Ainsi Henri III, toujours ennemi des protestants, fut trahi lui-même par des catholiques, assiégé d’ennemis secrets et déclarés, et inférieur en autorité à un sujet qui, soumis en apparence, était réellement plus roi que lui.

La seule ressource pour se tirer de cet embarras était peut-être de se joindre avec Henri de Navarre, dont la fidélité, le courage, et l’esprit infatigable, étaient l’unique barrière qu’on pouvait opposer à l’ambition de Guise, et qui pouvait retenir dans le parti du roi tous les protestants ; ce qui eût mis un grand poids de plus dans sa balance.

Le roi, dominé par Guise, dont il se défiait, mais qu’il n’osait offenser, intimidé par le pape, trahi par son conseil et par sa mauvaise politique, prit un parti tout opposé ; il se mit lui-même à la tête de la sainte Ligue. Dans l’espérance de s’en rendre le maître, il s’unit avec Guise, son sujet rebelle, contre son successeur et son beau-frère, que la nature et la bonne politique lui désignaient pour son allié.

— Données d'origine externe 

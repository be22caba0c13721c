//! Secret word representation
//!
//! A `SecretWord` stores the chosen word along with letter position indices so
//! a correct guess can be revealed everywhere in one lookup.

use super::error::WordError;
use rustc_hash::FxHashMap;
use std::fmt;

/// The word the player is trying to guess
#[derive(Debug, Clone, PartialEq, Eq)]
pub struct SecretWord {
    text: String,
    char_positions: FxHashMap<u8, Vec<usize>>,
}

impl SecretWord {
    /// Create a new secret word
    ///
    /// Case is preserved: guesses are matched byte for byte.
    ///
    /// # Errors
    /// Returns `WordError` if the word is empty or contains non-ASCII characters.
    ///
    /// # Examples
    /// ```
    /// use hangman::core::SecretWord;
    ///
    /// let word = SecretWord::new("sheep").unwrap();
    /// assert_eq!(word.positions_of(b'e'), &[2, 3]);
    ///
    /// assert!(SecretWord::new("").is_err());
    /// ```
    pub fn new(text: impl Into<String>) -> Result<Self, WordError> {
        let text: String = text.into();

        if text.is_empty() {
            return Err(WordError::Empty);
        }

        if !text.is_ascii() {
            return Err(WordError::NonAscii);
        }

        let mut char_positions: FxHashMap<u8, Vec<usize>> = FxHashMap::default();
        for (i, &ch) in text.as_bytes().iter().enumerate() {
            char_positions.entry(ch).or_default().push(i);
        }

        Ok(Self {
            text,
            char_positions,
        })
    }

    /// Get the word as a string slice
    #[inline]
    #[must_use]
    pub fn text(&self) -> &str {
        &self.text
    }

    /// Number of characters in the word
    #[inline]
    #[must_use]
    pub fn len(&self) -> usize {
        self.text.len()
    }

    /// Always false: empty words are rejected on construction
    #[inline]
    #[must_use]
    pub fn is_empty(&self) -> bool {
        self.text.is_empty()
    }

    /// Check if the word contains a specific letter
    #[inline]
    #[must_use]
    pub fn has_letter(&self, letter: u8) -> bool {
        self.char_positions.contains_key(&letter)
    }

    /// Get all positions where a letter appears
    ///
    /// Returns an empty slice if the letter doesn't appear.
    #[inline]
    pub fn positions_of(&self, letter: u8) -> &[usize] {
        self.char_positions
            .get(&letter)
            .map_or(&[], std::vec::Vec::as_slice)
    }
}

impl fmt::Display for SecretWord {
    fn fmt(&self, f: &mut fmt::Formatter<'_>) -> fmt::Result {
        write!(f, "{}", self.text)
    }
}

#[cfg(test)]
mod tests {
    use super::*;

    #[test]
    fn secret_creation_valid() {
        let word = SecretWord::new("rustic").unwrap();
        assert_eq!(word.text(), "rustic");
        assert_eq!(word.len(), 6);
        assert!(!word.is_empty());
    }

    #[test]
    fn secret_preserves_case() {
        let word = SecretWord::new("Keen").unwrap();
        assert_eq!(word.text(), "Keen");
        assert!(word.has_letter(b'K'));
        assert!(!word.has_letter(b'k'));
    }

    #[test]
    fn secret_rejects_empty() {
        assert_eq!(SecretWord::new(""), Err(WordError::Empty));
    }

    #[test]
    fn secret_rejects_non_ascii() {
        assert_eq!(SecretWord::new("café"), Err(WordError::NonAscii));
    }

    #[test]
    fn secret_positions_of_duplicates() {
        let word = SecretWord::new("guarantee").unwrap();
        assert_eq!(word.positions_of(b'a'), &[2, 4]);
        assert_eq!(word.positions_of(b'e'), &[7, 8]);
        assert_eq!(word.positions_of(b'g'), &[0]);
        assert_eq!(word.positions_of(b'z'), &[]);
    }

    #[test]
    fn secret_display() {
        let word = SecretWord::new("soda").unwrap();
        assert_eq!(format!("{word}"), "soda");
    }
}
//! Terminal output formatting
//!
//! Board rendering, end-of-round banners and the gallows drawings.

pub mod display;
pub mod gallows;

pub use display::{clear_screen, print_board, print_outcome};
pub use gallows::gallows;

Henri de Navarre commandait alors en Gascogne une petite armée, tandis qu’un grand corps de troupes accourait à son secours de la part des princes protestants d’Allemagne ; il était déjà sur les frontières de Lorraine.

Le roi s’imagina qu’il pourrait tout à la fois réduire le Navarrois, et se débarrasser de Guise. Dans ce dessein, il envoya le Lorrain avec une très-petite et très-faible armée contre les Allemands, par lesquels il faillit à être mis en déroute.

Il fit marcher en même temps Joyeuse, son favori, contre le Navarrois, avec la fleur de la noblesse française, et avec la plus puissante armée qu’on eût vue depuis François Ier. Il échoua dans tous ces desseins : Henri de Navarre défit entièrement à Coutras cette armée si redoutable, et Guise remporta la victoire sur les Allemands.

Le Navarrois ne se servit de sa victoire que pour offrir une paix sûre au royaume, et son secours au roi. Mais, quoique vainqueur, il se vit refusé, le roi craignant plus ses propres sujets que ce prince.

Guise retourna victorieux à Paris, et y fut reçu comme le sauveur de la nation. Son parti devint plus audacieux, et le roi plus méprisé ; en sorte que Guise semblait plutôt avoir triomphé du roi que des Allemands.